▶ [Aim of the exercise]:
Copy, word for word, each line of the data below from the first through the line containing "sub-component's chart values.", and stop there.

Collected data entries:
————

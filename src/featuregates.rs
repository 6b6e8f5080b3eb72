//! Downstream (cluster) to upstream (operand) feature gate mapping
//!
//! The cluster's `FeatureGate` configuration names gates with the `NewOLM` prefix.
//! Each mapped gate turns into an upstream feature identifier written to the
//! `enabled` or `disabled` feature list of one sub-component's chart values.

use std::collections::BTreeSet;

use crate::error::{Error, Result};
use crate::helm::values::HelmValues;
use crate::subcomponent::SubComponent;

/// Prefix shared by every downstream gate this operator understands
pub const DOWNSTREAM_PREFIX: &str = "NewOLM";

pub const PREFLIGHT_PERMISSION_CHECKS: &str = "NewOLMPreflightPermissionChecks";
pub const OWN_SINGLE_NAMESPACE: &str = "NewOLMOwnSingleNamespace";
pub const WEBHOOK_PROVIDER_OPENSHIFT_SERVICE_CA: &str = "NewOLMWebhookProviderOpenshiftServiceCA";
pub const CATALOGD_API_V1_METAS: &str = "NewOLMCatalogdAPIV1Metas";
/// Also switches incompatible operator detection to extension revisions
pub const BOXCUTTER_RUNTIME: &str = "NewOLMBoxCutterRuntime";

pub const FEATURE_SET_DEFAULT: &str = "";
pub const FEATURE_SET_TECH_PREVIEW: &str = "TechPreviewNoUpgrade";
pub const FEATURE_SET_DEV_PREVIEW: &str = "DevPreviewNoUpgrade";
pub const FEATURE_SET_CUSTOM: &str = "CustomNoUpgrade";

/// Feature gates observed on the cluster for the running release
#[derive(Clone, Debug, Default, PartialEq, Eq)]
pub struct FeatureGateSnapshot {
    pub feature_set: String,
    pub enabled: BTreeSet<String>,
    pub disabled: BTreeSet<String>,
}

impl FeatureGateSnapshot {
    pub fn is_enabled(&self, gate: &str) -> bool {
        self.enabled.contains(gate)
    }

    /// Whether the feature set is hand-picked, so gate mismatches are tolerated
    pub fn is_custom(&self) -> bool {
        self.feature_set == FEATURE_SET_CUSTOM
    }

    /// Whether the feature set is one of the non-default preview sets
    pub fn is_preview(&self) -> bool {
        self.feature_set == FEATURE_SET_TECH_PREVIEW || self.feature_set == FEATURE_SET_DEV_PREVIEW
    }
}

/// One entry of the mapping table
#[derive(Clone, Debug, PartialEq, Eq)]
pub struct GateMapping {
    pub downstream: String,
    pub subcomponent: SubComponent,
    pub upstream: String,
    /// Upstream features that are always disabled alongside this mapping
    pub always_disable: Vec<String>,
}

impl GateMapping {
    pub fn new(downstream: &str, subcomponent: SubComponent, upstream: &str) -> Self {
        Self {
            downstream: downstream.to_string(),
            subcomponent,
            upstream: upstream.to_string(),
            always_disable: Vec::new(),
        }
    }

    pub fn always_disabling(mut self, upstream: &str) -> Self {
        self.always_disable.push(upstream.to_string());
        self
    }
}

/// A single mutation of a feature list in the chart values
#[derive(Clone, Debug, PartialEq, Eq)]
pub enum ValuesOp {
    Add { path: &'static str, feature: String },
    Remove { path: &'static str, feature: String },
}

impl ValuesOp {
    pub fn apply(&self, values: &mut HelmValues) -> Result<()> {
        match self {
            ValuesOp::Add { path, feature } => values.add_to_list(path, feature),
            ValuesOp::Remove { path, feature } => values.remove_from_list(path, feature),
        }
    }
}

/// Registry of downstream to upstream feature gate mappings
#[derive(Clone, Debug)]
pub struct FeatureGateMapper {
    mappings: Vec<GateMapping>,
}

impl FeatureGateMapper {
    /// Validate and build a mapper. Every key must carry the downstream prefix and
    /// the bare prefix itself is rejected.
    pub fn new(mappings: Vec<GateMapping>) -> Result<Self> {
        let mut seen = BTreeSet::new();
        for mapping in &mappings {
            if mapping.downstream == DOWNSTREAM_PREFIX {
                return Err(Error::Precondition(format!(
                    "{DOWNSTREAM_PREFIX} is reserved and cannot be mapped"
                )));
            }
            if !mapping.downstream.starts_with(DOWNSTREAM_PREFIX) {
                return Err(Error::Precondition(format!(
                    "feature gate {} does not start with {DOWNSTREAM_PREFIX}",
                    mapping.downstream
                )));
            }
            if mapping.upstream.is_empty() {
                return Err(Error::Precondition(format!(
                    "feature gate {} maps to an empty upstream name",
                    mapping.downstream
                )));
            }
            if !seen.insert(mapping.downstream.as_str()) {
                return Err(Error::Precondition(format!(
                    "feature gate {} is mapped twice",
                    mapping.downstream
                )));
            }
        }
        Ok(Self { mappings })
    }

    /// The gates shipped with this release of the operator
    pub fn openshift() -> Result<Self> {
        Self::new(vec![
            GateMapping::new(
                PREFLIGHT_PERMISSION_CHECKS,
                SubComponent::OperatorController,
                "PreflightPermissions",
            ),
            GateMapping::new(
                OWN_SINGLE_NAMESPACE,
                SubComponent::OperatorController,
                "SingleOwnNamespaceInstallSupport",
            ),
            GateMapping::new(
                WEBHOOK_PROVIDER_OPENSHIFT_SERVICE_CA,
                SubComponent::OperatorController,
                "WebhookProviderOpenshiftServiceCA",
            )
            .always_disabling("WebhookProviderCertManager"),
            GateMapping::new(
                CATALOGD_API_V1_METAS,
                SubComponent::Catalogd,
                "APIV1MetasHandler",
            ),
            GateMapping::new(
                BOXCUTTER_RUNTIME,
                SubComponent::OperatorController,
                "BoxcutterRuntime",
            ),
        ])
    }

    pub fn mappings(&self) -> &[GateMapping] {
        &self.mappings
    }

    /// Values operations for the given snapshot.
    ///
    /// Enabled gates are added to the `enabled` list and removed from `disabled`.
    /// Gates the snapshot lists as disabled get the opposite treatment. Gates the
    /// snapshot does not mention produce nothing, so the upstream default applies.
    pub fn operations(&self, snapshot: &FeatureGateSnapshot) -> Vec<ValuesOp> {
        let mut ops = Vec::new();
        for mapping in &self.mappings {
            let enabled_path = mapping.subcomponent.features_enabled_path();
            let disabled_path = mapping.subcomponent.features_disabled_path();

            if snapshot.enabled.contains(&mapping.downstream) {
                ops.push(ValuesOp::Add {
                    path: enabled_path,
                    feature: mapping.upstream.clone(),
                });
                ops.push(ValuesOp::Remove {
                    path: disabled_path,
                    feature: mapping.upstream.clone(),
                });
            } else if snapshot.disabled.contains(&mapping.downstream) {
                ops.push(ValuesOp::Add {
                    path: disabled_path,
                    feature: mapping.upstream.clone(),
                });
                ops.push(ValuesOp::Remove {
                    path: enabled_path,
                    feature: mapping.upstream.clone(),
                });
            }

            for feature in &mapping.always_disable {
                ops.push(ValuesOp::Add {
                    path: disabled_path,
                    feature: feature.clone(),
                });
                ops.push(ValuesOp::Remove {
                    path: enabled_path,
                    feature: feature.clone(),
                });
            }
        }
        ops
    }

    /// Apply [`FeatureGateMapper::operations`] to `values`
    pub fn apply(&self, snapshot: &FeatureGateSnapshot, values: &mut HelmValues) -> Result<()> {
        for op in self.operations(snapshot) {
            op.apply(values)?;
        }
        Ok(())
    }

    /// Sorted upstream features enabled for one sub-component
    pub fn enabled_upstream(
        &self,
        snapshot: &FeatureGateSnapshot,
        subcomponent: SubComponent,
    ) -> Vec<String> {
        let features: BTreeSet<String> = self
            .mappings
            .iter()
            .filter(|m| m.subcomponent == subcomponent && snapshot.is_enabled(&m.downstream))
            .map(|m| m.upstream.clone())
            .collect();
        features.into_iter().collect()
    }

    /// Whether any mapped downstream gate is enabled
    pub fn any_enabled(&self, snapshot: &FeatureGateSnapshot) -> bool {
        self.mappings
            .iter()
            .any(|m| snapshot.is_enabled(&m.downstream))
    }

    /// Stable summary of everything in the snapshot that influences rendering.
    /// A change in this value means manifests must be re-rendered.
    pub fn fingerprint(&self, snapshot: &FeatureGateSnapshot) -> String {
        let mut parts = vec![format!("set={}", snapshot.feature_set)];
        for mapping in &self.mappings {
            let state = if snapshot.enabled.contains(&mapping.downstream) {
                "on"
            } else if snapshot.disabled.contains(&mapping.downstream) {
                "off"
            } else {
                "default"
            };
            parts.push(format!("{}={state}", mapping.downstream));
        }
        parts.join(",")
    }
}
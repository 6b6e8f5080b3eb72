//! Version helpers for upgradeability checks

use semver::Version;
use serde::Deserialize;
use serde_json::Value;

use crate::error::{Error, Result};

/// Bundle property declaring the newest cluster version an operator supports
pub const MAX_OPENSHIFT_VERSION_PROPERTY: &str = "olm.maxOpenShiftVersion";

/// Parse `MAJOR[.MINOR[.PATCH]][-PRE][+BUILD]`, filling missing components with 0.
///
/// A leading `v` and surrounding whitespace are rejected.
pub fn parse_tolerant(raw: &str) -> Result<Version> {
    if raw.is_empty() {
        return Err(Error::ConfigError("empty version".to_string()));
    }
    if raw.trim() != raw || raw.starts_with('v') || raw.starts_with('V') {
        return Err(Error::ConfigError(format!("invalid version {raw:?}")));
    }

    let split = raw.find(|c: char| c == '-' || c == '+').unwrap_or(raw.len());
    let (core, suffix) = raw.split_at(split);
    let padded = match core.split('.').count() {
        1 => format!("{core}.0.0{suffix}"),
        2 => format!("{core}.0{suffix}"),
        _ => raw.to_string(),
    };
    Version::parse(&padded).map_err(|e| Error::ConfigError(format!("invalid version {raw:?}: {e}")))
}

/// First version of the following minor release: `4.18.2` becomes `4.19.0`
pub fn next_minor(version: &Version) -> Version {
    Version::new(version.major, version.minor + 1, 0)
}

/// Whether an operator declaring `max` survives an upgrade away from `current`.
/// Only major and minor are compared.
pub fn is_compatible(max: &Version, current: &Version) -> bool {
    (max.major, max.minor) > (current.major, current.minor)
}

#[derive(Deserialize)]
struct Property {
    #[serde(rename = "type")]
    type_: String,
    value: Value,
}

/// Extract `olm.maxOpenShiftVersion` from a bundle's `olm.properties` JSON array.
///
/// Returns `None` when the property is absent. The value may be a JSON string or a
/// bare number (`4.17`). More than one occurrence is an error.
pub fn parse_max_openshift_version(properties: &str) -> Result<Option<Version>> {
    if properties.trim().is_empty() {
        return Ok(None);
    }
    let properties: Vec<Property> = serde_json::from_str(properties)
        .map_err(|e| Error::ExtensionMetadata(format!("could not parse olm.properties: {e}")))?;

    let mut matches = properties
        .into_iter()
        .filter(|p| p.type_ == MAX_OPENSHIFT_VERSION_PROPERTY);
    let Some(found) = matches.next() else {
        return Ok(None);
    };
    if matches.next().is_some() {
        return Err(Error::ExtensionMetadata(format!(
            "more than one {MAX_OPENSHIFT_VERSION_PROPERTY} property"
        )));
    }

    let raw = match found.value {
        Value::String(s) => s,
        Value::Number(n) => n.to_string(),
        other => {
            return Err(Error::ExtensionMetadata(format!(
                "{MAX_OPENSHIFT_VERSION_PROPERTY} has unsupported value {other}"
            )))
        }
    };
    let version = parse_tolerant(&raw).map_err(|e| {
        Error::ExtensionMetadata(format!("{MAX_OPENSHIFT_VERSION_PROPERTY} {raw:?}: {e}"))
    })?;
    Ok(Some(version))
}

————

▶ [Response area]:
filename src/featuregates.rs
repository 6b6e8f5080b3eb72
//! Downstream (cluster) to upstream (operand) feature gate mapping
//!
//! The cluster's `FeatureGate` configuration names gates with the `NewOLM` prefix.
//! Each mapped gate turns into an upstream feature identifier written to the
//! `enabled` or `disabled` feature list of one sub-component's chart values.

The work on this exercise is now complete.